Demonstrates the materials and their specifications used to construct the prototype.

Hardware	Software
Arduino mega Relay (8 channel) Compressor XFPM-050KPGP1 pressure sensor Two-way solenoid valve (12v) LCD 16 × 2 Buzzer Breathing circuit and tubes Water jar Adapter Flow meter Pressure gauge USB cable Keypad (4 × 4)	Arduino IDE Proteus (8.9)

Results

Simulation result

The design was simulated using Proetus Simulation software and Arduino IDE before prototype construction and real testing. The inputs used for simulating the system were the value from the pressure sensor (XFPM-050KPGP1) and the keypad to insert the safe range PEEP value from the oxygen blended table.
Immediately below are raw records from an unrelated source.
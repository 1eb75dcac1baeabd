//! Pipeline entry point: turns a slice of normalized records into the result
//! bundle the presentation layer consumes.
//!
//! `process` is a pure function — no state survives between calls, and the
//! caller owns the record slice and the returned bundle. Empty input (or
//! input that fully failed normalization upstream) yields the canonical
//! zero bundle instead of an error.

use chrono::{Datelike, NaiveDate};
use serde::Serialize;
use std::collections::{BTreeMap, BTreeSet};

use crate::aggregate::{grouped_series, sum_by};
use crate::growth::Growth;
use crate::market::{leader_share, rank_manufacturers, ManufacturerVolume};
use crate::period::{YearMonth, YearQuarter};
use crate::record::{Category, RegistrationRecord};

/// Table caps mirrored from the dashboard.
const TOP_MANUFACTURERS: usize = 15;
const GROWTH_MANUFACTURERS: usize = 10;
const SUMMARY_ROWS: usize = 50;

#[derive(Debug, Clone, PartialEq, Serialize)]
pub struct CategoryGrowth {
    pub category: Category,
    pub growth_pct: f64,
}

#[derive(Debug, Clone, PartialEq, Serialize)]
pub struct ManufacturerGrowth {
    pub manufacturer: String,
    pub registrations: u64,
    pub yoy_growth: f64,
    pub qoq_growth: f64,
}

#[derive(Debug, Clone, PartialEq, Serialize)]
pub struct PeriodVolume {
    pub month: YearMonth,
    pub registrations: u64,
}

#[derive(Debug, Clone, PartialEq, Serialize)]
pub struct CategoryVolume {
    pub category: Category,
    pub registrations: u64,
}

/// One month × category slice of the data: total volume plus how many
/// distinct manufacturers registered vehicles in it.
#[derive(Debug, Clone, PartialEq, Serialize)]
pub struct SummaryRow {
    pub month: YearMonth,
    pub category: Category,
    pub registrations: u64,
    pub manufacturers: usize,
}

/// Everything the dashboard needs, fully populated even for empty input so
/// consumers never null-check.
#[derive(Debug, Clone, Default, PartialEq, Serialize)]
pub struct AnalyticsBundle {
    pub total_registrations: u64,
    pub avg_monthly_registrations: u64,
    pub total_yoy_growth: f64,
    pub total_qoq_growth: f64,
    pub yoy_by_category: Vec<CategoryGrowth>,
    pub qoq_by_category: Vec<CategoryGrowth>,
    pub market_leader: Option<String>,
    pub market_leader_share: f64,
    pub top_manufacturers: Vec<ManufacturerVolume>,
    pub manufacturer_growth: Vec<ManufacturerGrowth>,
    pub monthly_trend: Vec<PeriodVolume>,
    pub category_distribution: Vec<CategoryVolume>,
    pub summary_table: Vec<SummaryRow>,
}

impl AnalyticsBundle {
    /// The canonical zero bundle: every metric 0, every table empty.
    pub fn empty() -> Self {
        Self::default()
    }
}

/// Runs the full aggregation pipeline over a normalized record slice.
pub fn process(records: &[RegistrationRecord]) -> AnalyticsBundle {
    if records.is_empty() {
        return AnalyticsBundle::empty();
    }

    let total_registrations: u64 = records.iter().map(|r| r.registrations).sum();

    let yearly = sum_by(records, |r| r.date.year());
    let quarterly = sum_by(records, |r| YearQuarter::of(r.date));
    let monthly = sum_by(records, |r| YearMonth::of(r.date));

    let avg_monthly_registrations = total_registrations / monthly.len() as u64;

    let yoy_by_category = grouped_series(records, |r| r.category.clone(), |r| r.date.year())
        .into_iter()
        .map(|(category, series)| CategoryGrowth {
            category,
            growth_pct: Growth::over(&series).pct,
        })
        .collect();
    let qoq_by_category = grouped_series(records, |r| r.category.clone(), |r| YearQuarter::of(r.date))
        .into_iter()
        .map(|(category, series)| CategoryGrowth {
            category,
            growth_pct: Growth::over(&series).pct,
        })
        .collect();

    let ranked = rank_manufacturers(records);
    let market_leader = ranked.first().map(|m| m.manufacturer.clone());
    let market_leader_share = leader_share(&ranked);

    let yearly_by_maker = grouped_series(records, |r| r.manufacturer.clone(), |r| r.date.year());
    let quarterly_by_maker =
        grouped_series(records, |r| r.manufacturer.clone(), |r| YearQuarter::of(r.date));
    let manufacturer_growth = ranked
        .iter()
        .take(GROWTH_MANUFACTURERS)
        .map(|maker| ManufacturerGrowth {
            manufacturer: maker.manufacturer.clone(),
            registrations: maker.registrations,
            yoy_growth: yearly_by_maker
                .get(&maker.manufacturer)
                .map(|series| Growth::over(series).pct)
                .unwrap_or(0.0),
            qoq_growth: quarterly_by_maker
                .get(&maker.manufacturer)
                .map(|series| Growth::over(series).pct)
                .unwrap_or(0.0),
        })
        .collect();

    let mut top_manufacturers = ranked;
    top_manufacturers.truncate(TOP_MANUFACTURERS);

    let monthly_trend = monthly
        .iter()
        .map(|(&month, &registrations)| PeriodVolume {
            month,
            registrations,
        })
        .collect();

    let category_distribution = sum_by(records, |r| r.category.clone())
        .into_iter()
        .map(|(category, registrations)| CategoryVolume {
            category,
            registrations,
        })
        .collect();

    AnalyticsBundle {
        total_registrations,
        avg_monthly_registrations,
        total_yoy_growth: Growth::over(&yearly).pct,
        total_qoq_growth: Growth::over(&quarterly).pct,
        yoy_by_category,
        qoq_by_category,
        market_leader,
        market_leader_share,
        top_manufacturers,
        manufacturer_growth,
        monthly_trend,
        category_distribution,
        summary_table: summary_table(records),
    }
}

/// Month × category rollup, newest month first, category ascending within a
/// month, capped at [`SUMMARY_ROWS`] rows.
fn summary_table(records: &[RegistrationRecord]) -> Vec<SummaryRow> {
    let mut buckets: BTreeMap<(YearMonth, Category), (u64, BTreeSet<&str>)> = BTreeMap::new();
    for record in records {
        let entry = buckets
            .entry((YearMonth::of(record.date), record.category.clone()))
            .or_default();
        entry.0 += record.registrations;
        entry.1.insert(record.manufacturer.as_str());
    }

    let mut rows: Vec<SummaryRow> = buckets
        .into_iter()
        .map(|((month, category), (registrations, makers))| SummaryRow {
            month,
            category,
            registrations,
            manufacturers: makers.len(),
        })
        .collect();
    rows.sort_by(|a, b| b.month.cmp(&a.month).then_with(|| a.category.cmp(&b.category)));
    rows.truncate(SUMMARY_ROWS);
    rows
}

/// Record-level filters applied ahead of [`process`]; mirrors the
/// dashboard's date-range / category / manufacturer controls. `None` means
/// the dimension is unconstrained.
#[derive(Debug, Clone, Default)]
pub struct RecordFilter {
    pub from: Option<NaiveDate>,
    pub to: Option<NaiveDate>,
    pub categories: Option<Vec<Category>>,
    pub manufacturers: Option<Vec<String>>,
}

impl RecordFilter {
    pub fn apply(&self, records: &[RegistrationRecord]) -> Vec<RegistrationRecord> {
        records
            .iter()
            .filter(|record| self.matches(record))
            .cloned()
            .collect()
    }

    fn matches(&self, record: &RegistrationRecord) -> bool {
        if let Some(from) = self.from {
            if record.date < from {
                return false;
            }
        }
        if let Some(to) = self.to {
            if record.date > to {
                return false;
            }
        }
        if let Some(categories) = &self.categories {
            if !categories.contains(&record.category) {
                return false;
            }
        }
        if let Some(manufacturers) = &self.manufacturers {
            if !manufacturers.iter().any(|m| m == &record.manufacturer) {
                return false;
            }
        }
        true
    }
}
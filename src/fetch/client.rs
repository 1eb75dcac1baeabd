use async_trait::async_trait;
use reqwest::{Request, Response};

/// Seam between the acquisition chain and the HTTP stack. Auth decorators
/// wrap an inner client; tests substitute canned responders.
#[async_trait]
pub trait HttpClient: Send + Sync {
    async fn execute(&self, req: Request) -> reqwest::Result<Response>;
}
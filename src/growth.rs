//! Period-over-period growth. One formula, one edge-case policy, applied at
//! every granularity.

use serde::Serialize;
use std::collections::BTreeMap;

/// Change between the two most recent periods of an aggregate series.
#[derive(Debug, Clone, Copy, Default, PartialEq, Serialize)]
pub struct Growth {
    pub current: u64,
    pub previous: u64,
    pub pct: f64,
}

impl Growth {
    /// `(current - previous) / previous * 100`, defined as 0.0 when the
    /// previous period is 0 so the value never propagates as inf/NaN.
    pub fn between(current: u64, previous: u64) -> Self {
        let pct = if previous == 0 {
            0.0
        } else {
            (current as f64 - previous as f64) / previous as f64 * 100.0
        };
        Growth {
            current,
            previous,
            pct,
        }
    }

    /// Growth across the two most recent periods only — not a full time
    /// series. Fewer than two periods yields the zero growth.
    pub fn over<K: Ord>(series: &BTreeMap<K, u64>) -> Self {
        let mut recent = series.values().rev();
        match (recent.next(), recent.next()) {
            (Some(&current), Some(&previous)) => Growth::between(current, previous),
            _ => Growth::default(),
        }
    }
}
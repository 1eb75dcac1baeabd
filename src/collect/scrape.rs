//! Scrape fallback: mines registration figures out of dashboard page text.
//!
//! Pages are probed in order; each page's text is scanned line by line
//! against a small set of patterns. Extracted fields accumulate into a
//! candidate raw record, emitted once enough fields are present, and the
//! candidates then run through the ordinary normalizer.

use regex::Regex;
use serde_json::{json, Value};
use tokio::time::sleep;
use tracing::debug;

use super::SCRAPE_ATTEMPT_DELAY;
use crate::fetch::{fetch_text, HttpClient};
use crate::normalize::normalize_records;
use crate::record::RegistrationRecord;

/// Dashboard pages worth mining, probed in order.
const PAGES: &[&str] = &[
    "/dashboard/registration",
    "/dashboard",
    "/vehicleservice/SearchRegistrationDetails.do",
];

/// A candidate record needs at least this many extracted fields.
const MIN_FIELDS: usize = 3;

pub(super) async fn try_pages<C: HttpClient>(client: &C, base_url: &str) -> Vec<RegistrationRecord> {
    for page in PAGES {
        let url = format!("{base_url}{page}");
        match fetch_text(client, &url).await {
            Ok(text) => {
                let candidates = extract_candidates(&text);
                if !candidates.is_empty() {
                    let records = normalize_records(&candidates);
                    if !records.is_empty() {
                        return records;
                    }
                }
            }
            Err(e) => debug!(url, error = %e, "Page fetch failed"),
        }
        sleep(SCRAPE_ATTEMPT_DELAY).await;
    }
    Vec::new()
}

struct Patterns {
    count: Regex,
    manufacturer: Regex,
    category: Regex,
    date: Regex,
    month_year: Regex,
}

impl Patterns {
    fn new() -> Self {
        Self {
            count: Regex::new(r"(?i)(\d+)\s*(?:vehicles?|registrations?)")
                .expect("count pattern"),
            manufacturer: Regex::new(
                r"(?i)\b(Maruti|Honda|Hyundai|Tata|Mahindra|Toyota|Ford|Suzuki|Hero|Bajaj|TVS|Yamaha)\b",
            )
            .expect("manufacturer pattern"),
            category: Regex::new(
                r"(?i)\b(2W|3W|4W|Two Wheeler|Three Wheeler|Four Wheeler|Car|Bike|Motorcycle)\b",
            )
            .expect("category pattern"),
            date: Regex::new(r"\d{1,2}[-/]\d{1,2}[-/]\d{2,4}").expect("date pattern"),
            month_year: Regex::new(
                r"(?i)\b(Jan|Feb|Mar|Apr|May|Jun|Jul|Aug|Sep|Oct|Nov|Dec)[a-z]*\s+(\d{4})",
            )
            .expect("month-year pattern"),
        }
    }
}

/// Scans page text for candidate raw records. Fields accumulate across
/// lines; a candidate is emitted once [`MIN_FIELDS`] fields are present and
/// accumulation restarts.
pub(crate) fn extract_candidates(text: &str) -> Vec<Value> {
    let patterns = Patterns::new();
    let mut candidates = Vec::new();
    let mut current = serde_json::Map::new();

    for line in text.lines() {
        let line = line.trim();
        if line.is_empty() {
            continue;
        }

        if let Some(caps) = patterns.count.captures(line) {
            if let Ok(count) = caps[1].parse::<u64>() {
                current.insert("registrations".to_string(), json!(count));
            }
        }
        if let Some(m) = patterns.manufacturer.find(line) {
            current.insert("manufacturer".to_string(), json!(m.as_str()));
        }
        if let Some(m) = patterns.category.find(line) {
            current.insert("vehicle_category".to_string(), json!(m.as_str()));
        }
        if let Some(m) = patterns.date.find(line) {
            current.insert("date".to_string(), json!(m.as_str()));
        } else if let Some(caps) = patterns.month_year.captures(line) {
            current.insert("date".to_string(), json!(format!("{} {}", &caps[1], &caps[2])));
        }

        if current.len() >= MIN_FIELDS {
            candidates.push(Value::Object(std::mem::take(&mut current)));
        }
    }

    candidates
}

#[cfg(test)]
mod tests {
    use super::*;
    use crate::record::Category;

    #[test]
    fn test_extracts_candidate_from_page_text() {
        let text = "\
            Registration summary for Jan 2023\n\
            Hero leads the Two Wheeler segment with 12500 registrations\n";
        let candidates = extract_candidates(text);
        assert_eq!(candidates.len(), 1);

        let records = normalize_records(&candidates);
        assert_eq!(records.len(), 1);
        assert_eq!(records[0].category, Category::TwoWheeler);
        assert_eq!(records[0].manufacturer, "Hero");
        assert_eq!(records[0].registrations, 12500);
    }

    #[test]
    fn test_numeric_date_form() {
        let text = "Tata Car sales: 340 vehicles on 15-01-2023\n";
        let records = normalize_records(&extract_candidates(text));
        assert_eq!(records.len(), 1);
        assert_eq!(records[0].date.to_string(), "2023-01-15");
    }

    #[test]
    fn test_candidate_without_count_is_dropped_downstream() {
        // three fields trigger emission, but the normalizer still rejects
        // candidates with no count field
        let text = "On 15-01-2023 Hyundai reported strong Car demand\n";
        let candidates = extract_candidates(text);
        assert_eq!(candidates.len(), 1);
        assert!(normalize_records(&candidates).is_empty());
    }

    #[test]
    fn test_irrelevant_text_yields_nothing() {
        let text = "About us\nContact\nTerms of service\n";
        assert!(extract_candidates(text).is_empty());
    }

    #[test]
    fn test_accumulation_restarts_after_emit() {
        let text = "\
            Jan 2023 Hero 100 registrations Bike\n\
            Feb 2023 Bajaj 200 registrations 3W\n";
        let candidates = extract_candidates(text);
        assert_eq!(candidates.len(), 2);
    }
}
//! Record normalization: maps arbitrarily-shaped raw records onto the
//! canonical [`RegistrationRecord`] schema.
//!
//! Field names resolve through priority-ordered alias lists, dates through a
//! fixed format ladder, categories through substring synonym matching.
//! Records missing a date, category, or count after mapping are dropped;
//! no partial records survive.

use chrono::{NaiveDate, NaiveDateTime};
use serde_json::Value;
use tracing::debug;

use crate::record::{Category, RegistrationRecord};

const DATE_ALIASES: &[&str] = &["date", "registration_date", "reg_date", "period", "month"];
const CATEGORY_ALIASES: &[&str] = &["vehicle_category", "category", "vehicle_type", "type"];
const MANUFACTURER_ALIASES: &[&str] = &["manufacturer", "make", "brand", "oem"];
const COUNT_ALIASES: &[&str] = &["registrations", "count", "total", "reg_count", "vehicles"];

const DATE_FORMATS: &[&str] = &["%Y-%m-%d", "%d-%m-%Y", "%m/%d/%Y", "%d/%m/%Y", "%Y/%m/%d"];
// Month-year inputs ("Mar 2024") resolve to the first of the month.
const MONTH_YEAR_FORMATS: &[&str] = &["%d %b %Y", "%d %B %Y"];

const TWO_WHEELER_TERMS: &[&str] = &["2W", "TWO WHEEL", "BIKE", "MOTORCYCLE", "SCOOTER"];
// "AUTO" alone covers "AUTO RICKSHAW"; "RICKSHAW" is deliberately absent so
// that e.g. "E-RICKSHAW" passes through unclassified.
const THREE_WHEELER_TERMS: &[&str] = &["3W", "THREE WHEEL", "AUTO"];
const FOUR_WHEELER_TERMS: &[&str] = &["4W", "FOUR WHEEL", "CAR", "PASSENGER"];

/// Known-brand spellings, matched against the uppercased raw name.
const BRAND_TABLE: &[(&str, &str)] = &[
    ("MARUTI SUZUKI", "Maruti Suzuki"),
    ("HERO MOTOCORP", "Hero MotoCorp"),
    ("HONDA MOTORCYCLE", "Honda Motorcycle"),
    ("BAJAJ AUTO", "Bajaj Auto"),
    ("TATA MOTORS", "Tata Motors"),
    ("MAHINDRA", "Mahindra"),
    ("HYUNDAI", "Hyundai"),
    ("TOYOTA", "Toyota"),
    ("TVS MOTOR", "TVS Motor"),
];

/// Normalizes a batch of raw records, dropping the ones that fail admission.
pub fn normalize_records(raw: &[Value]) -> Vec<RegistrationRecord> {
    let records: Vec<_> = raw.iter().filter_map(normalize_record).collect();
    let dropped = raw.len() - records.len();
    if dropped > 0 {
        debug!(dropped, kept = records.len(), "Discarded malformed records");
    }
    records
}

/// Maps one raw record onto the canonical schema.
///
/// Returns `None` when the record is not an object, the date is missing or
/// unparsable, or the category or count field is absent. A missing
/// manufacturer defaults to `"Unknown"`.
pub fn normalize_record(raw: &Value) -> Option<RegistrationRecord> {
    let obj = raw.as_object()?;

    let date = parse_date(field(obj, DATE_ALIASES)?)?;
    let category = normalize_category(&text_value(field(obj, CATEGORY_ALIASES)?)?);
    let registrations = count_value(field(obj, COUNT_ALIASES)?);
    let manufacturer = field(obj, MANUFACTURER_ALIASES)
        .and_then(text_value)
        .map(|name| clean_manufacturer(&name))
        .unwrap_or_else(|| "Unknown".to_string());

    Some(RegistrationRecord {
        date,
        category,
        manufacturer,
        registrations,
    })
}

/// First alias present in the record wins.
fn field<'a>(obj: &'a serde_json::Map<String, Value>, aliases: &[&str]) -> Option<&'a Value> {
    aliases.iter().find_map(|name| obj.get(*name))
}

fn text_value(value: &Value) -> Option<String> {
    match value {
        Value::String(s) if !s.trim().is_empty() => Some(s.trim().to_string()),
        Value::Number(n) => Some(n.to_string()),
        _ => None,
    }
}

/// Coerces a count field to a non-negative integer. Present-but-unparsable
/// (or negative) values coerce to 0; only a missing field rejects the record.
fn count_value(value: &Value) -> u64 {
    match value {
        Value::Number(n) => n
            .as_u64()
            .or_else(|| n.as_f64().filter(|f| *f >= 0.0).map(|f| f as u64))
            .unwrap_or(0),
        Value::String(s) => {
            let cleaned = s.trim().replace(',', "");
            cleaned
                .parse::<u64>()
                .ok()
                .or_else(|| cleaned.parse::<f64>().ok().filter(|f| *f >= 0.0).map(|f| f as u64))
                .unwrap_or(0)
        }
        _ => 0,
    }
}

/// Tries the fixed date format ladder, then ISO datetimes, then month-year
/// forms. `None` means unparsable and the record is discarded.
fn parse_date(value: &Value) -> Option<NaiveDate> {
    let text = value.as_str()?.trim();

    for format in DATE_FORMATS {
        if let Ok(date) = NaiveDate::parse_from_str(text, format) {
            return Some(date);
        }
    }

    if let Ok(datetime) = NaiveDateTime::parse_from_str(text, "%Y-%m-%dT%H:%M:%S") {
        return Some(datetime.date());
    }

    let day_padded = format!("01 {text}");
    for format in MONTH_YEAR_FORMATS {
        if let Ok(date) = NaiveDate::parse_from_str(&day_padded, format) {
            return Some(date);
        }
    }

    None
}

/// Classifies a raw category string by substring matching against the known
/// synonyms, checked two-wheeler first. Unrecognized values pass through
/// uppercased.
pub fn normalize_category(raw: &str) -> Category {
    let upper = raw.trim().to_uppercase();
    if TWO_WHEELER_TERMS.iter().any(|term| upper.contains(term)) {
        return Category::TwoWheeler;
    }
    if THREE_WHEELER_TERMS.iter().any(|term| upper.contains(term)) {
        return Category::ThreeWheeler;
    }
    if FOUR_WHEELER_TERMS.iter().any(|term| upper.contains(term)) {
        return Category::FourWheeler;
    }
    Category::Other(upper)
}

/// Canonicalizes a manufacturer name against the brand table, falling back
/// to title case.
pub fn clean_manufacturer(raw: &str) -> String {
    let trimmed = raw.trim();
    let upper = trimmed.to_uppercase();
    for (pattern, canonical) in BRAND_TABLE {
        if upper.contains(pattern) {
            return (*canonical).to_string();
        }
    }
    title_case(trimmed)
}

fn title_case(text: &str) -> String {
    text.split_whitespace()
        .map(|word| {
            let mut chars = word.chars();
            match chars.next() {
                Some(first) => first
                    .to_uppercase()
                    .chain(chars.flat_map(char::to_lowercase))
                    .collect::<String>(),
                None => String::new(),
            }
        })
        .collect::<Vec<_>>()
        .join(" ")
}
Since it is not possible to use the real neonate in the simulation, we have assumed that when the neonate expires there would be a condensate accumulation in the expiratory tube and the pressure would increase. Therefore, based on this assumption, we manually increased and decrease the pressure from the sensor for concept proofing of the simulation test. As shown in the Figure, to simulate the system, we manually inserted the safe range pressure using the keypad based on the oxygen blending table provided by WHO. When the PEEP pressure reading is in the range of the manually set safe range by the physician, our device continues to work and no alarming and red light-emitting diode (LED) blinks (Figure 2). But if the pressure reading is above the safe range due to the condensate accumulation, the relay would not switch the expiratory path to the alternate tube, both the alarm buzzer and red LED were triggered to notify the physician (see Figure 3).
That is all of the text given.